Dia cinco de junho de 1983, na pequena e histórica São Borja, na fronteira oeste do estado do Rio Grande do Sul, nascia mais um jovem “comum”. Negro, periférico, filho de mãe solteira e trabalhadora. Diego Robalo, cresceu em uma família composta pela mãe, cinco irmãos biológicos e dois irmãos adotivos. Nunca teve contato com o pai. A mãe, por trabalhar bastante tinha pouco tempo para frequentar reuniões escolares, ou fazer algum acompanhamento mais presente da rotina escolar das crianças. Ainda assim construiu em torno de si, uma família empoderada. O fato de serem todos negros, pobres e filhos de mãe solteira, seria apenas mais um motivo para que a luta deles por seus sonhos fosse ainda mais levada a sério. A rigidez e exigência de dona Ilza, sempre vieram acompanhadas de muito respeito e principalmente amor que sentia por cada um de seus oito filhos. Diego nasceu e cresceu no Bairro do Passo, e sua casa sempre recebeu muitas visitas, principalmente de pessoas que procuravam ajuda, fosse porque precisavam de conselhos, ou porque haviam sido expulsos de casa.
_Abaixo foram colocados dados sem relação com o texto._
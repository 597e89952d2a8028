use core::fmt;
use core::hash::{Hash, Hasher};
use std::borrow::Cow;

use bitcoin::hex::DisplayHex;
use bitcoin::opcodes::{all, Opcode};

use super::num::encode_num;

/// One decoded unit of a script.
///
/// Parsed scripts only hold `Op` and `Constant` tokens: every opcode byte is an
/// `Op`, and push payloads (plus the explicit length field of the PUSHDATA
/// forms) are `Constant`s. `Number` is produced by the interpreter for values
/// it computes.
#[derive(Debug, Clone, PartialEq, Eq)]
pub enum ScriptToken {
    Op(Opcode),
    Constant(Vec<u8>),
    Number(i64),
}

impl ScriptToken {
    /// Raw script encoding of this token.
    pub fn bytes(&self) -> Cow<'_, [u8]> {
        match self {
            ScriptToken::Op(op) => Cow::Owned(vec![op.to_u8()]),
            ScriptToken::Constant(data) => Cow::Borrowed(data),
            ScriptToken::Number(n) => Cow::Owned(encode_num(*n)),
        }
    }

    /// The value this token contributes when it sits on the stack.
    ///
    /// Small-number operations evaluate to their number, everything else to its
    /// own encoding.
    pub fn stack_bytes(&self) -> Cow<'_, [u8]> {
        match self.small_number() {
            Some(n) => Cow::Owned(encode_num(n)),
            None => self.bytes(),
        }
    }

    pub fn hex(&self) -> String {
        self.bytes().to_lower_hex_string()
    }

    pub fn opcode(&self) -> Option<Opcode> {
        match self {
            ScriptToken::Op(op) => Some(*op),
            _ => None,
        }
    }

    /// Largest payload a push-length operation can announce.
    pub fn max_push_len(&self) -> Option<u64> {
        let code = self.opcode()?.to_u8();
        match code {
            0x01..=0x4b => Some(code as u64),
            0x4c => Some(u8::MAX as u64),
            0x4d => Some(u16::MAX as u64),
            0x4e => Some(u32::MAX as u64),
            _ => None,
        }
    }

    /// True for `OP_PUSHBYTES_1..=75` and the three PUSHDATA forms.
    pub fn is_push_length_op(&self) -> bool {
        self.max_push_len().is_some()
    }

    /// Value of `OP_0`, `OP_1NEGATE` and `OP_1..=OP_16`.
    pub fn small_number(&self) -> Option<i64> {
        let op = self.opcode()?;
        match op {
            all::OP_PUSHBYTES_0 => Some(0),
            all::OP_PUSHNUM_NEG1 => Some(-1),
            _ => decode_op_n(op),
        }
    }

    pub fn is_constant(&self) -> bool {
        matches!(self, ScriptToken::Constant(_))
    }
}

/// `OP_1..=OP_16` to their value.
pub(crate) fn decode_op_n(op: Opcode) -> Option<i64> {
    let code = op.to_u8();
    if (all::OP_PUSHNUM_1.to_u8()..=all::OP_PUSHNUM_16.to_u8()).contains(&code) {
        Some((code - all::OP_PUSHNUM_1.to_u8() + 1) as i64)
    } else {
        None
    }
}

impl Hash for ScriptToken {
    fn hash<H: Hasher>(&self, state: &mut H) {
        core::mem::discriminant(self).hash(state);
        match self {
            ScriptToken::Op(op) => op.to_u8().hash(state),
            ScriptToken::Constant(data) => data.hash(state),
            ScriptToken::Number(n) => n.hash(state),
        }
    }
}

impl From<Opcode> for ScriptToken {
    fn from(op: Opcode) -> Self {
        ScriptToken::Op(op)
    }
}

impl fmt::Display for ScriptToken {
    fn fmt(&self, f: &mut fmt::Formatter<'_>) -> fmt::Result {
        match self {
            ScriptToken::Op(op) => write!(f, "{op}"),
            ScriptToken::Constant(data) if data.is_empty() => f.write_str("<>"),
            ScriptToken::Constant(data) => write!(f, "<{}>", data.as_hex()),
            ScriptToken::Number(n) => write!(f, "{n}"),
        }
    }
}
A pequena casa dos Robalo sempre foi um lugar de acolhimento, e eles cresceram com essa ideia de comunidade, de apoiar ao outro.
ADOLESCENTE “NORMAL”
Durante a adolescência, Diego, como o próprio classifica foi um jovem negro “normal”. “Cresci com medo. Com problemas como todos os outros jovens negros, pobres e um pouco acima do peso. Sofrendo das mesmas violências que são diariamente pautadas a estes jovens. Não sentia igualdade frente a sociedade branca.” explica. A diferença entre ele e os demais estava relacionada a alguns outros motivos. “Não me sentia como meus colegas e amigos. Tínhamos conversas, instintos, e gostos diferentes. Ainda não entendia, mas sabia que era diferente.” conta. Durante este período, teve suas primeiras experimentações sexuais e afetivas. Estava na puberdade e como todos os demais era o estágio das descobertas. Começara aí a...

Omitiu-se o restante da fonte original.